L’arrivée d’un nouveau « formulaire » de messe pour la sauvegarde de la création ne contredit pas en elle-même cette critique moderniste adressée à de nos pères qui ne craignaient pas de prier pour la pluie, pour le beau temps, pour éloigner les calamités, pour les temps de sécheresse, ou pour « n’importe quelle nécessité »… Si on avait conservé largement cette habitude, l’ajout d’une messe pro custodia creationis aurait certes semblé superflu.
La messe pour la sauvegarde de la création personnifie cette dernière
Mais fondamentalement, l’orientation est différente. Il ne s’agit pas de prier pour obtenir ce dont l’homme a besoin matériellement ici-bas tout en rendant gloire à Dieu pour tout ce qu’Il donne. Il s’agit de considérer la création comme ayant des besoins et des droits propres, et non pas comme étant ordonnée au bien de l’homme à qui elle a été donnée pour lui fournir abri, nourriture et tout ce qui est nécessaire à son pèlerinage ici-bas.
Certes, il est bon de considérer dans la création la grandeur divine, en ce qu’elle est l’œuvre de Dieu, majestueuse et belle. Mais l’écueil actuel et la personnification, et même la divinisation de la nature qui devient l’objet de nos soins et de nos sacrifices – et ici du sacrifice de la messe – alors que le culte ne s’adresse pas à quelque entité panthéiste ou Dieu résiderait dans chaque élément de la création, mais à Dieu lui-même, le « tout autre ».
L’approche est inversée dans le discours général sur l’écologie – une écologie contre l’homme – et elle s’est déjà insinuée dans le langage contemporain de l’Eglise avec les notions de conscience écologique, de péché écologique, et de pratiques pénitentielles à finalité écologique. Or s’il est sans doute vrai qu’on fait un grand mal en mettant volontairement le feu à une forêt en mettant en danger les hommes et leur habitat, ou en abîmant la nature pour un motif peccamineux, la victime d’un tel mal n’est justement pas « la nature » : c’est la loi de Dieu et le don de sa magnificence qui est alors bafouée, le bien de l’homme qui est attaqué.
Les prières et des lectures de la messe qui seront dévoilées jeudi révéleront à quel point ces notions ont infesté jusqu’à la liturgie. Ou pas…

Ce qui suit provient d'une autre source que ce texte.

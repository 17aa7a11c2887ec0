/// Embedded document store backed by sled.
///
/// Stands in for the hosted backend: named trees hold conversation and
/// user documents as JSON, a broadcast channel carries the change feed,
/// and a store-wide async mutex serializes read-modify-write cycles the
/// way the backend's document-level atomic mutation would.
use crate::error::{ChatError, Result};
use crate::model::{Conversation, Message, UserProfile};
use crate::store::blob::EmbeddedBlobStore;
use crate::store::{ConversationStore, StoreEvent, UserDirectory};
use async_trait::async_trait;
use chrono::{DateTime, Utc};
use std::path::Path;
use std::sync::Arc;
use tokio::sync::{broadcast, Mutex};
use tracing::{debug, info, warn};

#[derive(Clone)]
pub struct EmbeddedStore {
    db: sled::Db,
    conversations: sled::Tree,
    users: sled::Tree,
    events: broadcast::Sender<StoreEvent>,
    write_lock: Arc<Mutex<()>>,
}

impl EmbeddedStore {
    /// Open (or create) the store under the given data directory.
    pub fn open(data_dir: &Path, event_capacity: usize) -> Result<Self> {
        let db_path = data_dir.join("neighborly.db");
        debug!("Opening store at {:?}", db_path);

        let db = sled::open(&db_path)
            .map_err(|e| ChatError::Storage(format!("Failed to open store: {}", e)))?;
        let conversations = db
            .open_tree("conversations")
            .map_err(|e| ChatError::Storage(format!("conversations tree: {}", e)))?;
        let users = db
            .open_tree("users")
            .map_err(|e| ChatError::Storage(format!("users tree: {}", e)))?;
        let (events, _) = broadcast::channel(event_capacity);

        info!("Store initialized at {:?}", db_path);
        Ok(Self {
            db,
            conversations,
            users,
            events,
            write_lock: Arc::new(Mutex::new(())),
        })
    }

    /// Blob storage sharing the same database.
    pub fn blob_store(&self, chunk_size: usize) -> Result<EmbeddedBlobStore> {
        let tree = self
            .db
            .open_tree("blobs")
            .map_err(|e| ChatError::Storage(format!("blobs tree: {}", e)))?;
        Ok(EmbeddedBlobStore::new(tree, chunk_size))
    }

    fn load(&self, id: &str) -> Result<Option<Conversation>> {
        match self
            .conversations
            .get(id.as_bytes())
            .map_err(|e| ChatError::Storage(format!("get conversation: {}", e)))?
        {
            Some(raw) => Ok(Some(serde_json::from_slice(&raw)?)),
            None => Ok(None),
        }
    }

    fn persist(&self, conversation: &Conversation) -> Result<()> {
        let raw = serde_json::to_vec(conversation)?;
        self.conversations
            .insert(conversation.id.as_bytes(), raw)
            .map_err(|e| ChatError::Storage(format!("put conversation: {}", e)))?;
        self.conversations
            .flush()
            .map_err(|e| ChatError::Storage(format!("flush conversations: {}", e)))?;
        Ok(())
    }

    fn emit(&self, conversation_id: &str) {
        let _ = self.events.send(StoreEvent {
            conversation_id: conversation_id.to_string(),
        });
    }
}

#[async_trait]
impl ConversationStore for EmbeddedStore {
    async fn get(&self, id: &str) -> Result<Option<Conversation>> {
        self.load(id)
    }

    async fn conversations_for(&self, user_id: &str) -> Result<Vec<Conversation>> {
        let mut out = Vec::new();
        for entry in self.conversations.iter().flatten() {
            let (key, raw) = entry;
            match serde_json::from_slice::<Conversation>(&raw) {
                Ok(conv) => {
                    if conv.participants.iter().any(|p| p == user_id) {
                        out.push(conv);
                    }
                }
                Err(e) => {
                    // Undecodable documents are skipped, not errors
                    warn!(
                        "Skipping undecodable conversation {}: {}",
                        String::from_utf8_lossy(&key),
                        e
                    );
                }
            }
        }

        // Most recent first; empty conversations sort last
        out.sort_by(|a, b| {
            (b.last_message_time, b.created_at).cmp(&(a.last_message_time, a.created_at))
        });
        Ok(out)
    }

    async fn create(&self, conversation: Conversation) -> Result<String> {
        let _guard = self.write_lock.lock().await;
        let id = conversation.id.clone();
        self.persist(&conversation)?;
        drop(_guard);

        debug!("Created conversation {}", id);
        self.emit(&id);
        Ok(id)
    }

    async fn append_message(&self, id: &str, message: Message) -> Result<()> {
        let _guard = self.write_lock.lock().await;
        let mut conv = self
            .load(id)?
            .ok_or_else(|| ChatError::NotFound(format!("conversation {}", id)))?;

        // Summary fields track the tail of `messages` as one mutation;
        // the previous seen-by set is replaced by just the sender.
        let at = message.timestamp;
        conv.last_message = Some(message.preview());
        conv.last_message_time = Some(at);
        conv.last_message_from = Some(message.sender.clone());
        conv.last_message_seen_by = vec![message.sender.clone()];
        conv.last_read.insert(message.sender.clone(), at);
        conv.messages.push(message);

        self.persist(&conv)?;
        drop(_guard);

        debug!("Appended message to conversation {}", id);
        self.emit(id);
        Ok(())
    }

    async fn mark_seen(&self, id: &str, user_id: &str) -> Result<()> {
        let _guard = self.write_lock.lock().await;
        let mut conv = self
            .load(id)?
            .ok_or_else(|| ChatError::NotFound(format!("conversation {}", id)))?;

        conv.last_read.insert(user_id.to_string(), self.server_time());
        if !conv.last_message_seen_by.iter().any(|u| u == user_id) {
            conv.last_message_seen_by.push(user_id.to_string());
        }

        // In-thread receipts for everything the counterpart sent
        let mut receipts = 0;
        for msg in conv.messages.iter_mut() {
            if msg.sender != user_id && !msg.read {
                msg.read = true;
                receipts += 1;
            }
        }

        self.persist(&conv)?;
        drop(_guard);

        if receipts > 0 {
            debug!("Marked {} messages read in conversation {}", receipts, id);
        }
        self.emit(id);
        Ok(())
    }

    fn subscribe(&self) -> broadcast::Receiver<StoreEvent> {
        self.events.subscribe()
    }

    fn server_time(&self) -> DateTime<Utc> {
        Utc::now()
    }
}

#[async_trait]
impl UserDirectory for EmbeddedStore {
    async fn get_user(&self, user_id: &str) -> Result<Option<UserProfile>> {
        match self
            .users
            .get(user_id.as_bytes())
            .map_err(|e| ChatError::Storage(format!("get user: {}", e)))?
        {
            Some(raw) => Ok(Some(serde_json::from_slice(&raw)?)),
            None => Ok(None),
        }
    }

    async fn put_user(&self, profile: &UserProfile) -> Result<()> {
        let raw = serde_json::to_vec(profile)?;
        self.users
            .insert(profile.user_id.as_bytes(), raw)
            .map_err(|e| ChatError::Storage(format!("put user: {}", e)))?;
        Ok(())
    }
}

#[cfg(test)]
mod tests {
    use super::*;
    use crate::model::MessageKind;
    use tempfile::TempDir;

    fn user(id: &str, name: &str) -> UserProfile {
        UserProfile {
            user_id: id.to_string(),
            display_name: name.to_string(),
            photo_url: None,
        }
    }

    fn open_store() -> (TempDir, EmbeddedStore) {
        let dir = TempDir::new().unwrap();
        let store = EmbeddedStore::open(dir.path(), 16).unwrap();
        (dir, store)
    }

    #[tokio::test]
    async fn test_create_and_get() {
        let (_dir, store) = open_store();
        let conv = Conversation::new_pair(&user("a", "Ana"), &user("b", "Ben"), store.server_time());
        let id = store.create(conv.clone()).await.unwrap();

        let loaded = store.get(&id).await.unwrap().unwrap();
        assert_eq!(loaded.participants, vec!["a", "b"]);
        assert_eq!(loaded.last_message, None);

        // Not found
        assert!(store.get("missing").await.unwrap().is_none());
    }

    #[tokio::test]
    async fn test_append_updates_summary_atomically() {
        let (_dir, store) = open_store();
        let ana = user("a", "Ana");
        let conv = Conversation::new_pair(&ana, &user("b", "Ben"), store.server_time());
        let id = store.create(conv).await.unwrap();

        let msg = Message::new(
            MessageKind::Text {
                text: "hello".to_string(),
            },
            &ana,
            store.server_time(),
        );
        let sent_at = msg.timestamp;
        store.append_message(&id, msg).await.unwrap();

        let loaded = store.get(&id).await.unwrap().unwrap();
        assert_eq!(loaded.last_message.as_deref(), Some("hello"));
        assert_eq!(loaded.last_message_from.as_deref(), Some("a"));
        assert_eq!(loaded.last_message_time, Some(sent_at));
        assert_eq!(loaded.last_message_seen_by, vec!["a"]);
        assert_eq!(loaded.last_read.get("a"), Some(&sent_at));

        let tail = loaded.messages.last().unwrap();
        assert_eq!(tail.sender, "a");
        assert_eq!(tail.timestamp, sent_at);
    }

    #[tokio::test]
    async fn test_conversations_for_ordering() {
        let (_dir, store) = open_store();
        let ana = user("a", "Ana");
        let ben = user("b", "Ben");
        let cem = user("c", "Cem");

        let first = store
            .create(Conversation::new_pair(&ana, &ben, store.server_time()))
            .await
            .unwrap();
        let second = store
            .create(Conversation::new_pair(&ana, &cem, store.server_time()))
            .await
            .unwrap();

        // A message in the older conversation moves it to the top
        let msg = Message::new(
            MessageKind::Text {
                text: "ping".to_string(),
            },
            &ben,
            store.server_time(),
        );
        store.append_message(&first, msg).await.unwrap();

        let list = store.conversations_for("a").await.unwrap();
        assert_eq!(list.len(), 2);
        assert_eq!(list[0].id, first);
        assert_eq!(list[1].id, second);

        // Cem only participates in one
        let list = store.conversations_for("c").await.unwrap();
        assert_eq!(list.len(), 1);
        assert_eq!(list[0].id, second);
    }

    #[tokio::test]
    async fn test_mark_seen_reaches_both_representations() {
        let (_dir, store) = open_store();
        let ana = user("a", "Ana");
        let conv = Conversation::new_pair(&ana, &user("b", "Ben"), store.server_time());
        let id = store.create(conv).await.unwrap();

        let msg = Message::new(
            MessageKind::Text {
                text: "hi Ben".to_string(),
            },
            &ana,
            store.server_time(),
        );
        store.append_message(&id, msg).await.unwrap();
        store.mark_seen(&id, "b").await.unwrap();

        let loaded = store.get(&id).await.unwrap().unwrap();
        assert!(!loaded.is_unread("b"));
        assert!(loaded.last_read.contains_key("b"));
        // Receipt flipped on Ana's message, visible to her thread view
        assert!(loaded.messages[0].read);
    }

    #[tokio::test]
    async fn test_change_feed_fires_per_mutation() {
        let (_dir, store) = open_store();
        let mut events = store.subscribe();

        let conv =
            Conversation::new_pair(&user("a", "Ana"), &user("b", "Ben"), store.server_time());
        let id = store.create(conv).await.unwrap();

        let event = events.recv().await.unwrap();
        assert_eq!(event.conversation_id, id);
    }

    #[tokio::test]
    async fn test_user_directory_roundtrip() {
        let (_dir, store) = open_store();
        let ana = user("a", "Ana");
        store.put_user(&ana).await.unwrap();

        assert_eq!(store.get_user("a").await.unwrap(), Some(ana));
        assert_eq!(store.get_user("zz").await.unwrap(), None);
    }
}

Au Vatican, deux progressistes présentent un nouveau formulaire de messe
Mais sans grande surprise, le maître d’œuvre de cette nouveauté liturgique – qui en soi, nous l’avons vu, n’est pas une innovation anti-traditionnelle, mais peut l’être dans son expression – est donc Monseigneur Viola. Au sein du Dicastère dont le cardinal Roche est le préfet, connu pour son hostilité virulente à l’égard de la messe tridentine, Mgr Viola est l’idéologue en chef qui la conceptualise et la met en œuvre.

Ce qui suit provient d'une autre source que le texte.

/// Error types for the messaging core
use thiserror::Error;

#[derive(Error, Debug)]
pub enum ChatError {
    #[error("Serialization error: {0}")]
    Serialization(#[from] serde_json::Error),

    #[error("Storage error: {0}")]
    Storage(String),

    #[error("Validation error: {0}")]
    Validation(String),

    #[error("Not found: {0}")]
    NotFound(String),

    #[error("Upload error: {0}")]
    Upload(String),

    #[error("Configuration error: {0}")]
    Config(String),
}

pub type Result<T> = std::result::Result<T, ChatError>;
/// NeighborlyNeeds messaging core
///
/// Conversation synchronization for a two-participant chat: a live
/// conversation index, an unread badge counter, and a per-conversation
/// timeline, all running as cancelable snapshot subscriptions over an
/// embedded document store.

pub mod auth;
pub mod config;
pub mod error;
pub mod messaging;
pub mod model;
pub mod notify;
pub mod store;
pub mod utils;

pub use auth::{AuthState, Session, SessionWatch};
pub use config::Config;
pub use error::{ChatError, Result};
pub use model::{Conversation, Message, MessageKind, UserProfile};
pub use notify::{Toast, ToastHub, ToastLevel};
pub use store::{BlobStore, ConversationStore, EmbeddedStore, StoreEvent, UserDirectory};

Le blog Silere non possum voit dans la nouvelle initiative une nouvelle étape dans la « socialisation de la liturgie » où « une opération politique se déguise en culte d’adoration » rempli de « fausses bonnes intentions » plutôt que de constituer « un acte d’adoration offert à Dieu ».

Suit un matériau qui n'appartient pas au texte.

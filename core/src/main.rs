/// NeighborlyNeeds messaging core - demo entry point
///
/// Drives a short two-user chat session against a local store and logs
/// what each reactive component observes.
use bytes::Bytes;
use neighborly_core::messaging::{
    self, badge_content, ConversationIndex, ConversationTimeline, ImageFile, UnreadCounter,
};
use neighborly_core::store::{BlobStore, ConversationStore, UserDirectory};
use neighborly_core::{Config, EmbeddedStore, Session, ToastHub, UserProfile};
use std::env;
use std::sync::Arc;
use std::time::Duration;
use tokio::time::sleep;
use tracing::info;
use tracing_subscriber::EnvFilter;

#[tokio::main]
async fn main() -> anyhow::Result<()> {
    // Initialize tracing
    tracing_subscriber::fmt()
        .with_env_filter(
            EnvFilter::try_from_default_env().unwrap_or_else(|_| EnvFilter::new("info")),
        )
        .init();

    // Parse configuration
    let args: Vec<String> = env::args().collect();
    let config =
        Config::from_args(&args).map_err(|e| anyhow::anyhow!("Configuration error: {}", e))?;
    std::fs::create_dir_all(&config.data_dir)?;

    let store = Arc::new(EmbeddedStore::open(&config.data_dir, config.event_capacity)?);
    let store_dyn: Arc<dyn ConversationStore> = store.clone();
    let blobs: Arc<dyn BlobStore> = Arc::new(store.blob_store(config.upload_chunk_size)?);
    let toasts = ToastHub::new(config.event_capacity);

    // Log toasts the way the UI would show them
    let mut toast_rx = toasts.subscribe();
    tokio::spawn(async move {
        while let Ok(toast) = toast_rx.recv().await {
            info!("[toast] {:?}: {}", toast.level, toast.text);
        }
    });

    let ana = UserProfile {
        user_id: "ana".to_string(),
        display_name: "Ana".to_string(),
        photo_url: None,
    };
    let ben = UserProfile {
        user_id: "ben".to_string(),
        display_name: "Ben".to_string(),
        photo_url: None,
    };
    store.put_user(&ana).await?;
    store.put_user(&ben).await?;

    // Ben's chrome, spawned before his auth resolves: both components
    // defer until the session is signed in
    let (ben_session, ben_watch) = Session::new();
    let index = ConversationIndex::spawn(store_dyn.clone(), ben_watch.clone());
    let badge = UnreadCounter::spawn(store_dyn.clone(), ben_watch);
    info!(
        "Index before sign-in: {} entries (deferred)",
        index.current().len()
    );

    ben_session.sign_in(ben.clone());

    // Ana starts (or reuses) the conversation and says hello
    let conversation_id =
        messaging::open_or_create_conversation(store.as_ref(), &ana, &ben).await?;
    let mut ana_timeline = ConversationTimeline::open(
        store_dyn.clone(),
        store.as_ref() as &dyn UserDirectory,
        blobs.clone(),
        toasts.clone(),
        ana.clone(),
        &conversation_id,
    )
    .await?;
    ana_timeline.set_draft("Anyone have a ladder I could borrow this weekend?");
    ana_timeline.send_text().await?;

    sleep(Duration::from_millis(100)).await;
    info!("Ben's badge: {:?}", badge_content(badge.count()));
    for entry in index.current() {
        info!(
            "  {} - {:?} (unread: {})",
            entry.other_user_name, entry.last_message, entry.unread
        );
    }

    // Ben enters the message list: the displayed badge resets at once
    badge.reset_display();
    sleep(Duration::from_millis(50)).await;
    info!(
        "Badge after entering message list: {:?}",
        badge_content(badge.count())
    );

    // Ben opens the thread (read markers catch up server-side) and replies
    let mut ben_timeline = ConversationTimeline::open(
        store_dyn.clone(),
        store.as_ref() as &dyn UserDirectory,
        blobs.clone(),
        toasts.clone(),
        ben.clone(),
        &conversation_id,
    )
    .await?;
    ben_timeline.set_draft("I do! Come by tomorrow morning.");
    ben_timeline.send_text().await?;

    // Ana replies with a photo
    let photo = ImageFile {
        name: "gutter.png".to_string(),
        content_type: "image/png".to_string(),
        bytes: Bytes::from(vec![0u8; 48 * 1024]),
    };
    ana_timeline.send_image(photo).await?;

    sleep(Duration::from_millis(100)).await;
    info!("Thread as Ben sees it:");
    for message in ben_timeline.messages() {
        info!("  [{}] {}", message.sender_name, message.preview());
    }
    info!("Ben's badge now: {:?}", badge_content(badge.count()));

    Ok(())
}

Le risque le plus grave réside alors dans le fait de vider la messe de son sens, d’enlever au Christ sa vraie place, qui est au centre… comme le pape Léon XIV le rappelle inlassablement depuis son élection à la chaire de Pierre.
Sont-ils vraiment inquiets du gaspillage contemporain, les artisans de cette nouvelle messe « pour la création » ? Nous avons une suggestion à leur faire : revenir à l’ancien missel, un seul livre que l’on peut réutiliser pendant de longues années, et revêtir les ornements sacerdotaux de jadis, qui ne manquent pas dans les sacristies ni les salles de ventes : pour le recyclage du beau.